### PROMPT
Once you find the line with "filename src/selector.rs" in the data that follows, repeat it and every line after it exactly, through the line with "(max_priority - priority)".

### GIVEN DATA
//! Contract tests: each engine path must actually check the invariants that
//! protect it. The invariant log is per thread, so everything here runs on a
//! current-thread runtime.

use crabstream::invariant_ppt::{
    clear_invariant_log, contract_test, invariant_check_count, invariants,
};
use crabstream::probe::{StaticCapabilities, ThresholdClassifier};
use crabstream::testing::{ScriptStep, ScriptedTransport};
use crabstream::{
    AttemptRecord, CapabilitySet, DeliveryEngine, EngineConfig, MetricsSnapshot, MetricsStore,
    NetworkCondition, NetworkSample, Selector, Strategy, StrategyCatalog,
};
use std::sync::Arc;

#[test]
fn contract_catalog_registration() {
    clear_invariant_log();
    let mut catalog = StrategyCatalog::new();
    catalog.register(Strategy::new("direct", 1, 1000, 1)).unwrap();
    catalog.register(Strategy::new("proxy", 2, 1000, 1)).unwrap();

    contract_test("catalog registration", &[invariants::CATALOG_NAMES_UNIQUE]);
    assert_eq!(invariant_check_count(invariants::CATALOG_NAMES_UNIQUE), 2);
}

#[test]
fn contract_metrics_recording() {
    clear_invariant_log();
    let store = MetricsStore::default();
    store.record_attempt(AttemptRecord::success("direct", 1, 5, 0));

    contract_test(
        "metrics recording",
        &[invariants::SUCCESS_RATE_BOUNDED, invariants::HISTORY_BOUNDED],
    );
}

#[test]
fn contract_selection() {
    clear_invariant_log();
    let catalog = StrategyCatalog::from_strategies(vec![Strategy::new("direct", 1, 1000, 1)])
        .unwrap();
    Selector::default()
        .select_order(
            &catalog,
            &CapabilitySet::all(),
            NetworkCondition::Fast,
            &MetricsSnapshot::default(),
        )
        .unwrap();

    contract_test("selection", &[invariants::PLAN_ONLY_AVAILABLE]);
}

#[tokio::test(start_paused = true)]
async fn contract_full_delivery() {
    clear_invariant_log();
    let engine = DeliveryEngine::new(
        EngineConfig::default(),
        Arc::new(StaticCapabilities(CapabilitySet::all())),
        Arc::new(ThresholdClassifier::default()),
    )
    .unwrap();
    let transport = ScriptedTransport::new()
        .with_script("webrtc", vec![ScriptStep::Hang])
        .with_script("webrtc", vec![ScriptStep::ok()]);

    let delivered = engine
        .deliver(&NetworkSample::default(), |s, ctx| transport.operation(s, ctx))
        .await
        .unwrap();
    assert_eq!(delivered.attempt, 2);

    contract_test(
        "full delivery",
        &[
            invariants::CATALOG_NAMES_UNIQUE,
            invariants::PLAN_ONLY_AVAILABLE,
            invariants::ATTEMPT_RESOLVED_ONCE,
            invariants::SUCCESS_RATE_BOUNDED,
            invariants::HISTORY_BOUNDED,
        ],
    );
    assert_eq!(invariant_check_count(invariants::ATTEMPT_RESOLVED_ONCE), 2);
}
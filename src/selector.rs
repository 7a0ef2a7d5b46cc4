//! Execution plan construction
//!
//! Combines the catalog, a metrics snapshot and the current environment into
//! an ordered list of strategies with per-call timeout and retry budgets.
//! Selection is pure: identical inputs always produce identical plans.

use crate::assert_invariant;
use crate::catalog::StrategyCatalog;
use crate::config::{ConditionAdjustments, SelectorConfig};
use crate::errors::DeliveryError;
use crate::invariant_ppt::invariants;
use crate::metrics::MetricsSnapshot;
use crate::types::{CapabilitySet, ExecutionPlan, NetworkCondition, PlanEntry, Strategy};
use std::cmp::Ordering;

#[derive(Debug, Clone, Default)]
pub struct Selector {
    config: SelectorConfig,
    adjustments: ConditionAdjustments,
}

/// A strategy with its computed ordering score
#[derive(Debug, Clone, Copy)]
struct Scored<'a> {
    strategy: &'a Strategy,
    score: f64,
}

impl Selector {
    pub fn new(config: SelectorConfig, adjustments: ConditionAdjustments) -> Self {
        Self {
            config,
            adjustments,
        }
    }

    pub fn config(&self) -> &SelectorConfig {
        &self.config
    }

    /// Ordering score for one strategy.
    ///
    /// `success_weight * success_rate + priority_weight * priority_score`,
    /// where `priority_score = (max_priority - priority) / max_priority`.
    /// When every priority is 0 the priority score is 1.0 for all.
    pub fn score(
        &self,
        strategy: &Strategy,
        max_priority: u32,
        snapshot: &MetricsSnapshot,
    ) -> f64 {
        let success_rate = snapshot.success_rate_or_default(&strategy.name);
        let priority_score = if max_priority == 0 {
            1.0
        } else {
            f64::from(max_priority.saturating_sub(strategy.priority)) / f64::from(max_priority)
        };
        self.config.success_weight * success_rate + self.config.priority_weight * priority_score
    }

    /// Build the ordered plan for one delivery
    pub fn select_order(
        &self,
        catalog: &StrategyCatalog,
        capabilities: &CapabilitySet,
        network: NetworkCondition,
        snapshot: &MetricsSnapshot,
    ) -> Result<ExecutionPlan, DeliveryError> {
        let available = catalog.available_for(capabilities);
        if available.is_empty() {
            log::warn!(
                "No strategy satisfies capabilities {:?}",
                capabilities.enabled()
            );
            return Err(DeliveryError::NoAvailableStrategy {
                enabled: capabilities.enabled().into_iter().collect(),
            });
        }

        let max_priority = available.iter().map(|s| s.priority).max().unwrap_or(0);
        let mut scored: Vec<Scored> = available
            .into_iter()
            .map(|strategy| Scored {
                strategy,
                score: self.score(strategy, max_priority, snapshot),
            })
            .collect();

        // Stable: equal scores keep registration order
        scored.sort_by(|a, b| b.score.partial_cmp(&a.score).unwrap_or(Ordering::Equal));

        let ordered = if network == NetworkCondition::Slow {
            self.lightweight_first(scored)
        } else {
            scored.into_iter().map(|s| s.strategy).collect()
        };

        let adjustment = self.adjustments.for_condition(network);
        let entries: Vec<PlanEntry> = ordered
            .into_iter()
            .map(|strategy| {
                let timeout = (strategy.timeout_ms as f64 * adjustment.timeout_multiplier).round();
                let retries = i64::from(strategy.max_retries) + i64::from(adjustment.retry_delta);
                PlanEntry {
                    strategy: strategy.clone(),
                    effective_timeout_ms: (timeout as u64).max(1),
                    effective_retries: retries.clamp(1, i64::from(u32::MAX)) as u32,
                }
            })
            .collect();

        assert_invariant!(
            entries
                .iter()
                .all(|e| e.strategy.is_available(capabilities)),
            invariants::PLAN_ONLY_AVAILABLE,
            "selector"
        );

        let plan = ExecutionPlan::new(network, entries);
        log::debug!("Selected order for {} network: {:?}", network, plan.names());
        Ok(plan)
    }

    /// Configured lightweight order first, then any remaining available
    /// strategies in score order
    fn lightweight_first<'a>(&self, scored: Vec<Scored<'a>>) -> Vec<&'a Strategy> {
        let mut remaining: Vec<&Strategy> = scored.into_iter().map(|s| s.strategy).collect();
        let mut ordered = Vec::with_capacity(remaining.len());

        for name in &self.config.lightweight_order {
            if let Some(pos) = remaining.iter().position(|s| &s.name == name) {
                ordered.push(remaining.remove(pos));
            }
        }
        ordered.extend(remaining);
        ordered
    }
}
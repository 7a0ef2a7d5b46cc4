//! Attempt telemetry
//!
//! Keeps a bounded ring buffer of [`AttemptRecord`]s and an exponential
//! moving average of each strategy's success rate. All mutation happens under
//! one mutex because EMA updates do not commute; readers get copies.

use crate::assert_invariant;
use crate::config::MetricsConfig;
use crate::invariant_ppt::invariants;
use crate::types::{AttemptRecord, ErrorKind};
use serde::Serialize;
use std::collections::{BTreeMap, VecDeque};
use std::sync::{Mutex, MutexGuard, PoisonError};

/// Success rate assumed for a strategy that has never been observed
pub const INITIAL_SUCCESS_RATE: f64 = 0.5;

// Upfront allocation only; the history grows to its configured size on demand
const PREALLOCATED_HISTORY: usize = 64;

/// Lifetime counters for one strategy. Unlike the history these are never
/// evicted, only cleared by a reset.
#[derive(Debug, Clone, Default, PartialEq, Serialize)]
pub struct StrategyTotals {
    pub attempts: u64,
    pub successes: u64,
    pub failures: u64,
    pub timeouts: u64,
    pub total_duration_ms: u64,
}

impl StrategyTotals {
    pub fn average_duration_ms(&self) -> Option<f64> {
        if self.attempts == 0 {
            None
        } else {
            Some(self.total_duration_ms as f64 / self.attempts as f64)
        }
    }
}

/// Immutable copy of the store at one point in time
#[derive(Debug, Clone, Default, PartialEq, Serialize)]
pub struct MetricsSnapshot {
    pub success_rates: BTreeMap<String, f64>,
    /// Most recent records, oldest first
    pub recent: Vec<AttemptRecord>,
    pub totals: BTreeMap<String, StrategyTotals>,
}

impl MetricsSnapshot {
    pub fn success_rate(&self, strategy: &str) -> Option<f64> {
        self.success_rates.get(strategy).copied()
    }

    pub fn success_rate_or_default(&self, strategy: &str) -> f64 {
        self.success_rate(strategy).unwrap_or(INITIAL_SUCCESS_RATE)
    }
}

#[derive(Debug, Default)]
struct MetricsState {
    history: VecDeque<AttemptRecord>,
    success_rates: BTreeMap<String, f64>,
    totals: BTreeMap<String, StrategyTotals>,
}

#[derive(Debug)]
pub struct MetricsStore {
    config: MetricsConfig,
    state: Mutex<MetricsState>,
}

impl MetricsStore {
    pub fn new(config: MetricsConfig) -> Self {
        Self {
            state: Mutex::new(MetricsState {
                history: VecDeque::with_capacity(config.history_size.min(PREALLOCATED_HISTORY)),
                ..MetricsState::default()
            }),
            config,
        }
    }

    // Every critical section leaves the state consistent, so a poisoned lock
    // still holds usable data.
    fn lock(&self) -> MutexGuard<'_, MetricsState> {
        self.state.lock().unwrap_or_else(PoisonError::into_inner)
    }

    /// Append a record and fold it into the strategy's success rate.
    ///
    /// Returns the updated success rate.
    pub fn record_attempt(&self, record: AttemptRecord) -> f64 {
        let alpha = self.config.alpha;
        let capacity = self.config.history_size;
        let mut state = self.lock();

        let outcome = if record.success { 1.0 } else { 0.0 };
        let old = state
            .success_rates
            .get(&record.strategy_name)
            .copied()
            .unwrap_or(INITIAL_SUCCESS_RATE);
        let updated = (old * (1.0 - alpha) + outcome * alpha).clamp(0.0, 1.0);
        state
            .success_rates
            .insert(record.strategy_name.clone(), updated);

        let totals = state
            .totals
            .entry(record.strategy_name.clone())
            .or_default();
        totals.attempts += 1;
        totals.total_duration_ms = totals.total_duration_ms.saturating_add(record.duration_ms);
        if record.success {
            totals.successes += 1;
        } else {
            totals.failures += 1;
            if record.error_kind == Some(ErrorKind::Timeout) {
                totals.timeouts += 1;
            }
        }

        log::debug!(
            "Recorded {} attempt {} for {}: success rate {:.3} -> {:.3}",
            if record.success { "successful" } else { "failed" },
            record.attempt,
            record.strategy_name,
            old,
            updated
        );

        state.history.push_back(record);
        while state.history.len() > capacity {
            state.history.pop_front();
        }

        assert_invariant!(
            (0.0..=1.0).contains(&updated),
            invariants::SUCCESS_RATE_BOUNDED,
            "metrics"
        );
        assert_invariant!(
            state.history.len() <= capacity,
            invariants::HISTORY_BOUNDED,
            "metrics"
        );

        updated
    }

    pub fn success_rate(&self, strategy: &str) -> Option<f64> {
        self.lock().success_rates.get(strategy).copied()
    }

    /// Copy of the current rates, totals and the last `snapshot_window` records
    pub fn snapshot(&self) -> MetricsSnapshot {
        let state = self.lock();
        let skip = state
            .history
            .len()
            .saturating_sub(self.config.snapshot_window);
        MetricsSnapshot {
            success_rates: state.success_rates.clone(),
            recent: state.history.iter().skip(skip).cloned().collect(),
            totals: state.totals.clone(),
        }
    }

    /// Failure ratio over the most recent `window` records.
    ///
    /// With fewer records than `window` the ratio is taken over the records
    /// that exist; an empty history or a zero window yields 0.
    pub fn error_rate(&self, window: usize) -> f64 {
        let state = self.lock();
        failure_ratio(state.history.iter().rev().take(window))
    }

    /// Failure ratio over the most recent `window` records of one strategy
    pub fn error_rate_for(&self, strategy: &str, window: usize) -> f64 {
        let state = self.lock();
        failure_ratio(
            state
                .history
                .iter()
                .rev()
                .filter(|r| r.strategy_name == strategy)
                .take(window),
        )
    }

    /// Error rate over the configured default window
    pub fn recent_error_rate(&self) -> f64 {
        self.error_rate(self.config.error_rate_window)
    }

    pub fn len(&self) -> usize {
        self.lock().history.len()
    }

    pub fn is_empty(&self) -> bool {
        self.lock().history.is_empty()
    }

    pub fn capacity(&self) -> usize {
        self.config.history_size
    }

    /// Forget all history, rates and totals
    pub fn reset(&self) {
        let mut state = self.lock();
        state.history.clear();
        state.success_rates.clear();
        state.totals.clear();
        log::info!("Metrics reset");
    }
}

impl Default for MetricsStore {
    fn default() -> Self {
        Self::new(MetricsConfig::default())
    }
}

fn failure_ratio<'a>(records: impl Iterator<Item = &'a AttemptRecord>) -> f64 {
    let (count, failures) = records.fold((0usize, 0usize), |(count, failures), r| {
        (count + 1, failures + usize::from(!r.success))
    });
    if count == 0 {
        0.0
    } else {
        failures as f64 / count as f64
    }
}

### EXERCISE RESULT
filename src/selector.rs
repository 7a0ef2a7d5b46cc4
//! Execution plan construction
//!
//! Combines the catalog, a metrics snapshot and the current environment into
//! an ordered list of strategies with per-call timeout and retry budgets.
//! Selection is pure: identical inputs always produce identical plans.

use crate::assert_invariant;
use crate::catalog::StrategyCatalog;
use crate::config::{ConditionAdjustments, SelectorConfig};
use crate::errors::DeliveryError;
use crate::invariant_ppt::invariants;
use crate::metrics::MetricsSnapshot;
use crate::types::{CapabilitySet, ExecutionPlan, NetworkCondition, PlanEntry, Strategy};
use std::cmp::Ordering;

#[derive(Debug, Clone, Default)]
pub struct Selector {
    config: SelectorConfig,
    adjustments: ConditionAdjustments,
}

/// A strategy with its computed ordering score
#[derive(Debug, Clone, Copy)]
struct Scored<'a> {
    strategy: &'a Strategy,
    score: f64,
}

impl Selector {
    pub fn new(config: SelectorConfig, adjustments: ConditionAdjustments) -> Self {
        Self {
            config,
            adjustments,
        }
    }

    pub fn config(&self) -> &SelectorConfig {
        &self.config
    }

    /// Ordering score for one strategy.
    ///
    /// `success_weight * success_rate + priority_weight * priority_score`,
    /// where `priority_score = (max_priority - priority) / max_priority`.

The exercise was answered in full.